▶ [Assigned task] The answer must consist only of the lines from the line with "traits. The bundled" to the line with "in error messages.", both included, exactly as they stand below.

::: Task input

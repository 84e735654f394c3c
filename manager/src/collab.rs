//! Interfaces of the checking helpers that problem logic may call.
//!
//! Token parsing and output comparison are not part of the pipe protocol;
//! the manager only consumes them through these traits. The bundled
//! implementations are deliberately minimal.

use std::collections::{HashMap, VecDeque};

use crate::error::CheckError;

/// Sequential access to input tokens with automatic bound checks.
pub trait TokenService {
    /// Next raw token; `name` is only used in error messages.
    fn next_token(&mut self, name: &str) -> Result<String, CheckError>;

    /// Next token as an integer, checked against the bound registered for `name`.
    fn parse_and_auto_check(&mut self, name: &str) -> Result<i64, CheckError>;
}

/// Decides whether a contestant's output matches the reference.
pub trait OutputComparator {
    fn compare(&self, contestant: &str, reference: &str) -> bool;
}

/// Whitespace-separated tokens held in memory.
#[derive(Debug, Clone, Default)]
pub struct WhitespaceTokens {
    tokens: VecDeque<String>,
    bounds: HashMap<String, (i64, i64)>,
}

impl WhitespaceTokens {
    pub fn new(text: &str) -> Self {
        Self {
            tokens: text.split_whitespace().map(str::to_string).collect(),
            bounds: HashMap::new(),
        }
    }

    /// Register an inclusive bound for values parsed under `name`.
    pub fn bound(mut self, name: &str, low: i64, high: i64) -> Self {
        self.bounds.insert(name.to_string(), (low, high));
        self
    }

    pub fn remaining(&self) -> usize {
        self.tokens.len()
    }
}

impl TokenService for WhitespaceTokens {
    fn next_token(&mut self, name: &str) -> Result<String, CheckError> {
        self.tokens
            .pop_front()
            .ok_or_else(|| CheckError::Missing(name.to_string()))
    }

    fn parse_and_auto_check(&mut self, name: &str) -> Result<i64, CheckError> {
        let raw = self.next_token(name)?;
        let value: i64 = raw.parse().map_err(|_| CheckError::NotInteger {
            name: name.to_string(),
            value: raw.clone(),
        })?;
        if let Some(&(low, high)) = self.bounds.get(name)
            && !(low..=high).contains(&value)
        {
            return Err(CheckError::OutOfBounds {
                name: name.to_string(),
                value,
                low,
                high,
            });
        }
        Ok(value)
    }
}

/// Equal after trimming trailing whitespace.
#[derive(Debug, Clone, Copy, Default)]
pub struct ExactMatch;

impl OutputComparator for ExactMatch {
    fn compare(&self, contestant: &str, reference: &str) -> bool {
        contestant.trim_end() == reference.trim_end()
    }
}

#[cfg(test)]
mod tests {
    use super::*;

    #[test]
    fn tokens_in_order_with_bounds() {
        let mut tokens = WhitespaceTokens::new("3\n a  b\tc\n").bound("q", 1, 10);
        assert_eq!(tokens.parse_and_auto_check("q").expect("q"), 3);
        assert_eq!(tokens.next_token("query").expect("a"), "a");
        assert_eq!(tokens.remaining(), 2);
    }

    #[test]
    fn bound_violation_is_reported() {
        let mut tokens = WhitespaceTokens::new("11").bound("q", 1, 10);
        let err = tokens.parse_and_auto_check("q").unwrap_err();
        assert!(matches!(err, CheckError::OutOfBounds { value: 11, .. }));
    }

    #[test]
    fn non_integer_and_missing_tokens() {
        let mut tokens = WhitespaceTokens::new("x");
        assert!(matches!(
            tokens.parse_and_auto_check("q"),
            Err(CheckError::NotInteger { .. })
        ));
        assert!(matches!(tokens.next_token("q"), Err(CheckError::Missing(_))));
    }

    #[test]
    fn exact_match_ignores_trailing_whitespace() {
        assert!(ExactMatch.compare("abc \r", "abc"));
        assert!(!ExactMatch.compare(" abc", "abc"));
    }
}
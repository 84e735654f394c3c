//! Pipe I/O: channels, the orchestrator handshake, instance lifecycle.

pub mod channel;
pub mod config;
pub mod emitter;
pub mod handshake;
pub mod kill;
pub mod lifecycle;
pub mod registry;
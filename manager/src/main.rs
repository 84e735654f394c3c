//! `pipe-manager`: runs the bundled echo problem as an interactive manager.
//!
//! The orchestrator starts the manager with the paths of its control pipes
//! (negotiated mode) or of the instance pipes themselves (fixed mode). The
//! verdict goes to stderr and stdout; see [`pipe_manager::core::verdict`].

use std::fs;
use std::io::Read;
use std::path::{Path, PathBuf};

use anyhow::{Context, Result};
use clap::{Args, Parser, Subcommand};
use pipe_manager::echo::EchoProblem;
use pipe_manager::error::SessionError;
use pipe_manager::exit_codes;
use pipe_manager::io::config::{ManagerConfig, load_config, render_config};
use pipe_manager::io::registry::InstancePaths;
use pipe_manager::logging;
use pipe_manager::session::{SessionBuilder, run_session};

#[derive(Parser)]
#[command(
    name = "pipe-manager",
    version,
    about = "Manager side of the interactive judging pipe protocol"
)]
struct Cli {
    /// Manager config (TOML). Missing file means defaults.
    #[arg(long, global = true, default_value = "manager.toml")]
    config: PathBuf,

    #[command(subcommand)]
    command: Command,
}

#[derive(Subcommand)]
enum Command {
    /// Negotiate instances over the control pipes and run the echo problem.
    Echo {
        /// Pipe the manager writes to the orchestrator.
        control_out: String,
        /// Pipe the manager reads from the orchestrator.
        control_in: String,
        #[command(flatten)]
        run: RunArgs,
    },
    /// Run the echo problem on instance pipes given as (inbound, outbound) pairs.
    EchoFixed {
        #[arg(required = true, num_args = 2..)]
        paths: Vec<String>,
        #[command(flatten)]
        run: RunArgs,
    },
    /// Validate the config and print it with defaults filled in.
    CheckConfig,
}

#[derive(Args, Debug)]
struct RunArgs {
    /// Kill-request pipe.
    #[arg(long, requires = "confirm")]
    kill: Option<String>,
    /// Kill-confirmation pipe.
    #[arg(long, requires = "kill")]
    confirm: Option<String>,
    /// Problem input; stdin if omitted.
    #[arg(long)]
    input: Option<PathBuf>,
}

enum Mode {
    Negotiated { control_out: String, control_in: String },
    Fixed(Vec<InstancePaths>),
}

fn main() {
    let code = match run() {
        Ok(()) => exit_codes::OK,
        Err(err) => {
            eprintln!("{:#}", err);
            exit_code_for(&err)
        }
    };
    std::process::exit(code);
}

fn exit_code_for(err: &anyhow::Error) -> i32 {
    match err.downcast_ref::<SessionError>() {
        Some(session) if session.is_fatal() => exit_codes::PROTOCOL,
        _ => exit_codes::INVALID,
    }
}

fn run() -> Result<()> {
    let cli = Cli::parse();
    match cli.command {
        Command::Echo {
            control_out,
            control_in,
            run,
        } => cmd_echo(
            &cli.config,
            Mode::Negotiated {
                control_out,
                control_in,
            },
            run,
        ),
        Command::EchoFixed { paths, run } => {
            let paths = InstancePaths::from_flat(&paths)?;
            cmd_echo(&cli.config, Mode::Fixed(paths), run)
        }
        Command::CheckConfig => cmd_check_config(&cli.config),
    }
}

fn cmd_echo(config_path: &Path, mode: Mode, run: RunArgs) -> Result<()> {
    let config = load_config(config_path)?;
    logging::init(config.log_file.as_deref(), config.trace)?;

    let input = read_input(run.input.as_deref())?;
    let problem = EchoProblem::parse(&input, &config.echo).context("parse echo input")?;

    let mut builder = SessionBuilder::new(config);
    if let (Some(kill), Some(confirm)) = (run.kill, run.confirm) {
        builder = builder.kill_switch(kill, confirm);
    }
    let session = match mode {
        Mode::Negotiated {
            control_out,
            control_in,
        } => builder.negotiate(&control_out, &control_in)?,
        Mode::Fixed(paths) => builder.fixed(paths)?,
    };
    run_session(session, |session| problem.run(session))?;
    Ok(())
}

fn cmd_check_config(config_path: &Path) -> Result<()> {
    let config: ManagerConfig = load_config(config_path)?;
    print!("{}", render_config(&config)?);
    Ok(())
}

fn read_input(path: Option<&Path>) -> Result<String> {
    match path {
        Some(path) => {
            fs::read_to_string(path).with_context(|| format!("read input {}", path.display()))
        }
        None => {
            let mut input = String::new();
            std::io::stdin()
                .read_to_string(&mut input)
                .context("read input from stdin")?;
            Ok(input)
        }
    }
}
//! Manager configuration, read from a TOML file (`manager.toml` by default).

use std::fs;
use std::path::{Path, PathBuf};

use anyhow::{Context, Result};
use serde::{Deserialize, Serialize};

use crate::core::wire::InstanceCount;
use crate::error::ConfigError;
use crate::io::registry::OpenOrder;

/// Manager configuration (TOML).
///
/// Missing fields default to a single instance with a time limit of one run.
#[derive(Debug, Clone, Serialize, Deserialize, PartialEq, Eq)]
#[serde(default)]
pub struct ManagerConfig {
    /// Number of submission instances to request (1..=42).
    pub instances: usize,

    /// Per-instance time limit sent during negotiation.
    pub time_limit: u32,

    /// Instance index order used when opening pipes.
    pub open_order: OpenOrder,

    /// Emit a debug event for every protocol step. Requires `log_file`:
    /// stderr carries the verdict.
    pub trace: bool,

    /// Send `-1` to every instance before the verdict is written.
    pub notify_instances_on_shutdown: bool,

    /// Verdict message when problem logic fails unexpectedly.
    pub failure_message: String,

    /// Verdict message when the orchestrator refuses a restart.
    pub abort_message: String,

    /// Write logs here instead of stderr (which carries the verdict text).
    #[serde(skip_serializing_if = "Option::is_none")]
    pub log_file: Option<PathBuf>,

    pub echo: EchoConfig,
}

/// Settings of the bundled echo problem.
#[derive(Debug, Clone, Serialize, Deserialize, PartialEq, Eq)]
#[serde(default)]
pub struct EchoConfig {
    /// Number of rounds; instances are restarted between rounds.
    pub rounds: u32,
    /// Upper bound on the query count read from the input.
    pub max_queries: i64,
}

impl Default for EchoConfig {
    fn default() -> Self {
        Self {
            rounds: 1,
            max_queries: 1000,
        }
    }
}

impl Default for ManagerConfig {
    fn default() -> Self {
        Self {
            instances: 1,
            time_limit: 1,
            open_order: OpenOrder::Ascending,
            trace: false,
            notify_instances_on_shutdown: false,
            failure_message: "error in manager".to_string(),
            abort_message: String::new(),
            log_file: None,
            echo: EchoConfig::default(),
        }
    }
}

impl ManagerConfig {
    pub fn validate(&self) -> Result<(), ConfigError> {
        InstanceCount::new(self.instances)?;
        if self.time_limit == 0 {
            return Err(ConfigError::Zero("time_limit"));
        }
        if self.echo.rounds == 0 {
            return Err(ConfigError::Zero("echo.rounds"));
        }
        if self.echo.max_queries <= 0 {
            return Err(ConfigError::Zero("echo.max_queries"));
        }
        if self.trace && self.log_file.is_none() {
            return Err(ConfigError::TraceWithoutLogFile);
        }
        Ok(())
    }
}

/// Load config from a TOML file.
///
/// If the file is missing, returns `ManagerConfig::default()`.
pub fn load_config(path: &Path) -> Result<ManagerConfig> {
    if !path.exists() {
        let cfg = ManagerConfig::default();
        cfg.validate()?;
        return Ok(cfg);
    }
    let contents = fs::read_to_string(path).with_context(|| format!("read {}", path.display()))?;
    let cfg: ManagerConfig =
        toml::from_str(&contents).with_context(|| format!("parse {}", path.display()))?;
    cfg.validate()
        .with_context(|| format!("validate {}", path.display()))?;
    Ok(cfg)
}

/// Render a validated config as TOML with a trailing newline.
pub fn render_config(cfg: &ManagerConfig) -> Result<String> {
    cfg.validate()?;
    let mut buf = toml::to_string_pretty(cfg).context("serialize config toml")?;
    if !buf.ends_with('\n') {
        buf.push('\n');
    }
    Ok(buf)
}

#[cfg(test)]
mod tests {
    use super::*;

    #[test]
    fn load_missing_returns_default() {
        let temp = tempfile::tempdir().expect("tempdir");
        let cfg = load_config(&temp.path().join("missing.toml")).expect("load");
        assert_eq!(cfg, ManagerConfig::default());
    }

    #[test]
    fn partial_file_fills_defaults() {
        let temp = tempfile::tempdir().expect("tempdir");
        let path = temp.path().join("manager.toml");
        fs::write(
            &path,
            "instances = 2\ntime_limit = 5\nopen_order = \"descending\"\n\n[echo]\nrounds = 3\n",
        )
        .expect("write");

        let cfg = load_config(&path).expect("load");
        assert_eq!(cfg.instances, 2);
        assert_eq!(cfg.time_limit, 5);
        assert_eq!(cfg.open_order, OpenOrder::Descending);
        assert_eq!(cfg.echo.rounds, 3);
        assert_eq!(cfg.echo.max_queries, 1000);
        assert_eq!(cfg.failure_message, "error in manager");
    }

    #[test]
    fn instance_count_out_of_range_rejected() {
        let temp = tempfile::tempdir().expect("tempdir");
        let path = temp.path().join("manager.toml");
        fs::write(&path, "instances = 43\n").expect("write");

        let err = load_config(&path).unwrap_err();
        assert!(format!("{err:#}").contains("outside 1..=42"));
    }

    #[test]
    fn zero_time_limit_rejected() {
        let cfg = ManagerConfig {
            time_limit: 0,
            ..ManagerConfig::default()
        };
        assert!(matches!(cfg.validate(), Err(ConfigError::Zero("time_limit"))));
    }

    #[test]
    fn trace_needs_a_log_file() {
        let temp = tempfile::tempdir().expect("tempdir");
        let path = temp.path().join("manager.toml");
        fs::write(&path, "trace = true\n").expect("write");
        let err = load_config(&path).unwrap_err();
        assert!(format!("{err:#}").contains("log_file"));

        fs::write(&path, "trace = true\nlog_file = \"manager.log\"\n").expect("write");
        let cfg = load_config(&path).expect("load");
        assert!(cfg.trace);
    }

    #[test]
    fn render_then_load_round_trips() {
        let temp = tempfile::tempdir().expect("tempdir");
        let path = temp.path().join("manager.toml");
        let cfg = ManagerConfig {
            instances: 4,
            trace: true,
            log_file: Some(temp.path().join("manager.log")),
            ..ManagerConfig::default()
        };
        fs::write(&path, render_config(&cfg).expect("render")).expect("write");
        assert_eq!(load_config(&path).expect("load"), cfg);
    }
}
//! Verdict values and their wire rendering.
//!
//! A verdict is rendered into two byte strings: the diagnostic part (stderr)
//! and the result part (stdout). Rendering is pure so the exact bytes can be
//! checked without a process; `io::emitter` only writes them.

/// Control byte that prefixes a structured verdict body.
pub const STRUCTURED_MARKER: u8 = 0x03;
/// Result-sink sentinel telling the orchestrator to read the diagnostic sink.
pub const STRUCTURED_SENTINEL: &str = "-1";

/// Final outcome of a judged run.
#[derive(Debug, Clone, PartialEq)]
pub enum Verdict {
    /// One score with a human-readable message.
    Scalar { score: f64, message: String },
    /// Ordered `(score, message)` pairs, e.g. one per subtask.
    Structured { entries: Vec<(f64, String)> },
}

impl Verdict {
    pub fn scalar(score: f64, message: impl Into<String>) -> Self {
        Verdict::Scalar {
            score,
            message: message.into(),
        }
    }

    pub fn structured<I, S>(entries: I) -> Self
    where
        I: IntoIterator<Item = (f64, S)>,
        S: Into<String>,
    {
        Verdict::Structured {
            entries: entries
                .into_iter()
                .map(|(score, message)| (score, message.into()))
                .collect(),
        }
    }

    /// Verdict used when the orchestrator refuses to continue.
    pub fn zero(message: impl Into<String>) -> Self {
        Verdict::scalar(0.0, message)
    }

    pub fn render(&self) -> RenderedVerdict {
        match self {
            Verdict::Scalar { score, message } => {
                let mut diagnostic = message.clone().into_bytes();
                diagnostic.push(b'\n');
                RenderedVerdict {
                    diagnostic,
                    result: format_score(*score).into_bytes(),
                }
            }
            Verdict::Structured { entries } => {
                let mut diagnostic = vec![STRUCTURED_MARKER];
                diagnostic.extend_from_slice(structured_body(entries).as_bytes());
                RenderedVerdict {
                    diagnostic,
                    result: STRUCTURED_SENTINEL.as_bytes().to_vec(),
                }
            }
        }
    }

    /// True if any score had to be clamped or replaced during rendering.
    pub fn has_out_of_range_score(&self) -> bool {
        let out = |score: f64| normalize_score(score) != score;
        match self {
            Verdict::Scalar { score, .. } => out(*score),
            Verdict::Structured { entries } => entries.iter().any(|(score, _)| out(*score)),
        }
    }
}

/// Bytes destined for the diagnostic and result sinks.
#[derive(Debug, Clone, PartialEq, Eq)]
pub struct RenderedVerdict {
    pub diagnostic: Vec<u8>,
    pub result: Vec<u8>,
}

/// Clamp into `[0, 1]`; NaN becomes 0.
pub fn normalize_score(score: f64) -> f64 {
    if score.is_nan() {
        0.0
    } else {
        score.clamp(0.0, 1.0)
    }
}

/// Six-decimal fixed notation, as the orchestrator parses it.
pub fn format_score(score: f64) -> String {
    format!("{:.6}", normalize_score(score))
}

/// Escape one message for the structured body.
///
/// Double quotes pass through unchanged; consumers of the existing format
/// rely on it.
pub fn escape_message(message: &str) -> String {
    let mut out = String::with_capacity(message.len());
    for c in message.chars() {
        match c {
            '\\' => out.push_str("\\\\"),
            '\n' => out.push_str("\\n"),
            '\0' => out.push_str("\\u0000"),
            '\u{3}' => out.push_str("\\u0003"),
            other => out.push(other),
        }
    }
    out
}

fn structured_body(entries: &[(f64, String)]) -> String {
    let scores: Vec<String> = entries.iter().map(|(score, _)| format_score(*score)).collect();
    let texts: Vec<String> = entries
        .iter()
        .map(|(_, message)| format!("\"{}\"", escape_message(message)))
        .collect();
    format!(
        "{{\"outcome\": [{}], \"text\": [{}]}}",
        scores.join(","),
        texts.join(",")
    )
}

#[cfg(test)]
mod tests {
    use super::*;

    #[test]
    fn scalar_renders_message_line_and_fixed_score() {
        let rendered = Verdict::scalar(0.73, "partial").render();
        assert_eq!(rendered.diagnostic, b"partial\n");
        assert_eq!(rendered.result, b"0.730000");
    }

    #[test]
    fn scores_are_clamped() {
        assert_eq!(format_score(1.5), "1.000000");
        assert_eq!(format_score(-0.25), "0.000000");
        assert_eq!(format_score(f64::NAN), "0.000000");
        assert!(Verdict::scalar(2.0, "x").has_out_of_range_score());
        assert!(!Verdict::scalar(1.0, "x").has_out_of_range_score());
    }

    #[test]
    fn structured_frame_and_sentinel() {
        let rendered = Verdict::structured([(1.0, "ok"), (0.5, "half")]).render();
        assert_eq!(rendered.diagnostic[0], STRUCTURED_MARKER);
        assert_eq!(
            &rendered.diagnostic[1..],
            br#"{"outcome": [1.000000,0.500000], "text": ["ok","half"]}"#
        );
        assert_eq!(rendered.result, b"-1");
    }

    #[test]
    fn empty_structured_verdict() {
        let rendered = Verdict::Structured {
            entries: Vec::new(),
        }
        .render();
        assert_eq!(&rendered.diagnostic[1..], br#"{"outcome": [], "text": []}"#);
    }

    #[test]
    fn escaping_rules() {
        assert_eq!(escape_message("a\\b"), "a\\\\b");
        assert_eq!(escape_message("l1\nl2"), "l1\\nl2");
        assert_eq!(escape_message("say \"hi\""), "say \"hi\"");
        assert_eq!(escape_message("nul\0"), "nul\\u0000");
        assert_eq!(escape_message("etx\u{3}"), "etx\\u0003");
        assert_eq!(escape_message("tab\there é"), "tab\there é");
    }

    #[test]
    fn escaping_is_identity_on_safe_strings() {
        for safe in ["", "plain", "Wrong answer on query 17", "ümlaut ok"] {
            assert_eq!(escape_message(safe), safe);
            assert_eq!(escape_message(&escape_message(safe)), safe);
        }
    }
}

::::::

▶ [Response to this task]
//! the manager only consumes them through these traits. The bundled
//! implementations are deliberately minimal.

use std::collections::{HashMap, VecDeque};

use crate::error::CheckError;

/// Sequential access to input tokens with automatic bound checks.
pub trait TokenService {
    /// Next raw token; `name` is only used in error messages.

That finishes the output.